B. Protect our roads and bridges while we fund transit.
The transit law redirected portions of motor‑fuel sales taxes and Road Fund interest. Downstate has every right to demand project‑level transparency so IDOT keeps our bridges, resurfacing, and river crossings on schedule. I will push a statutory “no surprises” reporting requirement—quarterly dashboards that flag any slippage tied to revenue shifts and propose corrective plans. That’s how you protect Downstate while avoiding statewide tax hikes.

C. Turn new Downstate transit dollars into on‑time buses and real access.
Downstate agencies are slated to receive recurring operating support—less than advocates sought, but meaningful if we turn dollars into reliability: evening/weekend routes for shift workers, rural microtransit for small towns, stronger paratransit for seniors and people with disabilities, and clear on‑time performance targets published monthly. When buses are reliable, people keep more of what they earn (fewer missed shifts, less car dependence).

D. Grow the tax base the practical way.
Our edge is logistics, advanced manufacturing, healthcare, and energy. Stabilizing Chicagoland transit supports statewide supply chains and intercity access to jobs and care. I’ll pair that with apprenticeships, community‑college fast lanes, and site‑readiness grants tied to job creation—for growth you can see in Madison County and across District 111. That’s base growth for real families, not a press release.

E. Publish the receipts on “efficiency.”
Republicans raised concerns about transparency. I’ll sponsor a “Show the Savings” statute requiring every agency to publish efficiency memos, timelines, and dollar targets—then report quarterly on progress. If there’s duplication, we cut it—and we show our work to taxpayers. (If Rep. Elik wants transparency, let’s pass it together.)

A direct invitation to Rep. Elik

Representative Elik, if “affordability” is more than a talking point, then join me on three immediate bills:

  1. Property‑Tax Relief + EBF Boost — targeted relief paired with state school‑funding increases and pension buy‑down tools to lower local levies over time. Families feel property taxes first; let’s fix that first.
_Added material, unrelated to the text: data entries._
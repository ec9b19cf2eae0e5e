use std::marker::PhantomData;

use async_trait::async_trait;
use chrono::Utc;
use sqlx::Row;
use tokio::sync::broadcast;
use tracing::debug;

use tripdesk_core::ports::{Store, StoreChange, StoreError};

use super::{scope_key, RepositoryError, Table};
use crate::DbPool;

const CHANGE_FEED_CAPACITY: usize = 256;

/// SQLite-backed versioned store. One table per entity kind, see `Table`.
///
/// The change feed only reports writes made through this instance.
pub struct SqlStore<E: Table> {
    pool: DbPool,
    changes: broadcast::Sender<StoreChange<E>>,
    _entity: PhantomData<fn() -> E>,
}

impl<E: Table> SqlStore<E> {
    pub fn new(pool: DbPool) -> Self {
        let (changes, _) = broadcast::channel(CHANGE_FEED_CAPACITY);
        Self { pool, changes, _entity: PhantomData }
    }

    fn publish(&self, change: StoreChange<E>) {
        let _ = self.changes.send(change);
    }

    fn decode(row: &sqlx::sqlite::SqliteRow) -> Result<E, RepositoryError> {
        let body: String = row.try_get("body").map_err(|e| RepositoryError::Decode(e.to_string()))?;
        let version: i64 =
            row.try_get("version").map_err(|e| RepositoryError::Decode(e.to_string()))?;
        let mut entity: E = serde_json::from_str(&body)?;
        // The column wins over whatever version the body recorded.
        entity.set_version(u64::try_from(version).map_err(|e| RepositoryError::Decode(e.to_string()))?);
        Ok(entity)
    }

    async fn insert(&self, mut entity: E) -> Result<E, RepositoryError> {
        let scope = entity.id_scope();
        let key = scope_key(scope);
        let mut tx = self.pool.begin().await?;

        let last: i64 = sqlx::query(
            "SELECT COALESCE(MAX(last), 0) AS last FROM id_sequences WHERE entity = ? AND scope = ?",
        )
        .bind(E::TABLE)
        .bind(&key)
        .fetch_one(&mut *tx)
        .await?
        .try_get("last")?;
        let sequence = scope.sequence_of(entity.id()).map_or(last + 1, i64::from);
        sqlx::query(
            "INSERT INTO id_sequences (entity, scope, last) VALUES (?, ?, ?)
             ON CONFLICT (entity, scope) DO UPDATE SET last = MAX(last, excluded.last)",
        )
        .bind(E::TABLE)
        .bind(&key)
        .bind(sequence)
        .execute(&mut *tx)
        .await?;

        if entity.id().is_empty() {
            let sequence = u32::try_from(sequence).map_err(|e| RepositoryError::Decode(e.to_string()))?;
            entity.assign_id(scope.format(sequence));
        }
        entity.set_version(1);

        sqlx::query(&format!(
            "INSERT INTO {} (id, scope, sequence, status, version, body, updated_at)
             VALUES (?, ?, ?, ?, ?, ?, ?)",
            E::TABLE
        ))
        .bind(entity.id())
        .bind(&key)
        .bind(sequence)
        .bind(entity.status_label())
        .bind(1_i64)
        .bind(serde_json::to_string(&entity)?)
        .bind(Utc::now().to_rfc3339())
        .execute(&mut *tx)
        .await?;
        tx.commit().await?;

        debug!(event_name = "db.store.created", table = E::TABLE, id = %entity.id(), "row inserted");
        Ok(entity)
    }

    async fn swap(&self, mut entity: E, expected_version: u64) -> Result<E, RepositoryError> {
        let next_version = expected_version + 1;
        entity.set_version(next_version);
        let expected = i64::try_from(expected_version).map_err(|e| RepositoryError::Decode(e.to_string()))?;
        let next = i64::try_from(next_version).map_err(|e| RepositoryError::Decode(e.to_string()))?;

        let mut tx = self.pool.begin().await?;
        let result = sqlx::query(&format!(
            "UPDATE {} SET status = ?, version = ?, body = ?, updated_at = ?
             WHERE id = ? AND version = ?",
            E::TABLE
        ))
        .bind(entity.status_label())
        .bind(next)
        .bind(serde_json::to_string(&entity)?)
        .bind(Utc::now().to_rfc3339())
        .bind(entity.id())
        .bind(expected)
        .execute(&mut *tx)
        .await?;

        if result.rows_affected() == 0 {
            let current = sqlx::query(&format!("SELECT version FROM {} WHERE id = ?", E::TABLE))
                .bind(entity.id())
                .fetch_optional(&mut *tx)
                .await?;
            tx.rollback().await?;
            return Err(match current {
                Some(row) => RepositoryError::Conflict {
                    id: entity.id().to_string(),
                    expected: expected_version,
                    actual: u64::try_from(row.try_get::<i64, _>("version")?).unwrap_or_default(),
                },
                None => RepositoryError::Missing { entity: E::KIND, id: entity.id().to_string() },
            });
        }
        tx.commit().await?;
        Ok(entity)
    }

    async fn fetch(&self, id: &str) -> Result<Option<E>, RepositoryError> {
        let row = sqlx::query(&format!("SELECT body, version FROM {} WHERE id = ?", E::TABLE))
            .bind(id)
            .fetch_optional(&self.pool)
            .await?;
        row.as_ref().map(Self::decode).transpose()
    }

    async fn fetch_all(&self) -> Result<Vec<E>, RepositoryError> {
        let rows = sqlx::query(&format!("SELECT body, version FROM {} ORDER BY rowid", E::TABLE))
            .fetch_all(&self.pool)
            .await?;
        rows.iter().map(Self::decode).collect()
    }

    async fn delete(&self, id: &str) -> Result<E, RepositoryError> {
        let mut tx = self.pool.begin().await?;
        let row = sqlx::query(&format!("SELECT body, version FROM {} WHERE id = ?", E::TABLE))
            .bind(id)
            .fetch_optional(&mut *tx)
            .await?;
        let Some(row) = row else {
            return Err(RepositoryError::Missing { entity: E::KIND, id: id.to_string() });
        };
        let removed = Self::decode(&row)?;
        sqlx::query(&format!("DELETE FROM {} WHERE id = ?", E::TABLE))
            .bind(id)
            .execute(&mut *tx)
            .await?;
        tx.commit().await?;
        Ok(removed)
    }
}

#[async_trait]
impl<E: Table> Store<E> for SqlStore<E> {
    async fn create(&self, entity: E) -> Result<E, StoreError> {
        let created = self.insert(entity).await?;
        self.publish(StoreChange::Created(created.clone()));
        Ok(created)
    }

    async fn update(&self, entity: E, expected_version: u64) -> Result<E, StoreError> {
        let updated = self.swap(entity, expected_version).await?;
        self.publish(StoreChange::Updated(updated.clone()));
        Ok(updated)
    }

    async fn get_by_id(&self, id: &str) -> Result<Option<E>, StoreError> {
        Ok(self.fetch(id).await?)
    }

    async fn list(&self) -> Result<Vec<E>, StoreError> {
        Ok(self.fetch_all().await?)
    }

    async fn remove(&self, id: &str) -> Result<E, StoreError> {
        let removed = self.delete(id).await?;
        self.publish(StoreChange::Removed(removed.clone()));
        Ok(removed)
    }

    fn subscribe(&self) -> broadcast::Receiver<StoreChange<E>> {
        self.changes.subscribe()
    }
}

#[cfg(test)]
mod tests {
    use chrono::NaiveDate;

    use tripdesk_core::domain::user::{Password, Role, User, UserId, UserStatus};
    use tripdesk_core::ports::{Store, StoreChange, StoreError};

    use super::SqlStore;
    use crate::{connect_with_settings, migrations::run_pending};

    fn user(id: &str, name: &str) -> User {
        User {
            id: UserId(id.to_string()),
            name: name.to_string(),
            email: format!("{}@example.org", name.to_lowercase()),
            password: Password::new("demo123"),
            role: Role::Employee,
            status: UserStatus::Active,
            company: None,
            created: NaiveDate::from_ymd_opt(2025, 6, 15).expect("date"),
            version: 0,
        }
    }

    async fn store() -> SqlStore<User> {
        let pool = connect_with_settings("sqlite::memory:", 1, 30).await.expect("connect");
        run_pending(&pool).await.expect("migrate");
        SqlStore::new(pool)
    }

    #[tokio::test]
    async fn create_numbers_rows_and_reads_them_back() {
        let store = store().await;
        store.create(user("USR-005", "Mel")).await.expect("seeded");
        let created = store.create(user("", "Sarah")).await.expect("create");

        assert_eq!(created.id.0, "USR-006");
        assert_eq!(created.version, 1);
        let loaded = store.get_by_id("USR-006").await.expect("get").expect("present");
        assert_eq!(loaded, created);
        assert_eq!(store.list().await.expect("list").len(), 2);
    }

    #[tokio::test]
    async fn stale_update_is_rejected_and_row_is_unchanged() {
        let store = store().await;
        let created = store.create(user("", "Sarah")).await.expect("create");

        let mut renamed = created.clone();
        renamed.name = "Sarah K".to_string();
        store.update(renamed, 1).await.expect("first update");

        let mut stale = created.clone();
        stale.name = "Stale".to_string();
        let error = store.update(stale, 1).await.expect_err("stale");
        assert_eq!(error, StoreError::Conflict { id: created.id.0.clone(), expected: 1, actual: 2 });

        let current = store.get_by_id(&created.id.0).await.expect("get").expect("present");
        assert_eq!(current.name, "Sarah K");
        assert_eq!(current.version, 2);

        let missing = store.update(user("USR-404", "Ghost"), 1).await.expect_err("missing");
        assert!(matches!(missing, StoreError::NotFound { entity: "user", .. }));
    }

    #[tokio::test]
    async fn removed_ids_are_never_issued_again() {
        let store = store().await;
        let first = store.create(user("", "Sarah")).await.expect("create");
        let second = store.create(user("", "Glenda")).await.expect("create");
        store.remove(&second.id.0).await.expect("remove");

        let third = store.create(user("", "David")).await.expect("create after remove");
        assert_eq!(first.id.0, "USR-001");
        assert_eq!(second.id.0, "USR-002");
        assert_eq!(third.id.0, "USR-003");

        store.remove(&third.id.0).await.expect("remove");
        store.create(user("USR-010", "Mel")).await.expect("explicit id");
        let next = store.create(user("", "Admin")).await.expect("create after explicit");
        assert_eq!(next.id.0, "USR-011");
    }

    #[tokio::test]
    async fn remove_publishes_the_removed_row() {
        let store = store().await;
        let mut feed = store.subscribe();
        let created = store.create(user("", "Sarah")).await.expect("create");
        let removed = store.remove(&created.id.0).await.expect("remove");

        assert_eq!(removed.id, created.id);
        assert!(matches!(feed.recv().await.expect("created"), StoreChange::Created(_)));
        assert!(matches!(feed.recv().await.expect("removed"), StoreChange::Removed(_)));
        assert!(store.get_by_id(&created.id.0).await.expect("get").is_none());
    }
}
  2. Downstate Transit Reliability Act — tie a portion of operating support to on‑time performance, evening/weekend coverage, and paratransit response times, published monthly so riders see results.

  3. Road Fund Transparency Guardrails — quarterly IDOT dashboards showing project schedules and any impacts linked to the transit law’s revenue shifts, with corrective options on the record.

Let’s deliver outcomes—not slogans.

Bottom line

Telling people to move across a river is not a policy. Lowering the costs families actually face—property taxes, unreliable commutes, and “surprise” fees—is. We avoided a broad statewide tax hike in 2025’s biggest fiscal challenge; now we must tackle the property‑tax driver, protect Downstate infrastructure, and grow jobs you can see and count.

That’s the work I will do in Springfield. That’s what responsible government looks like—for Downstate Illinois.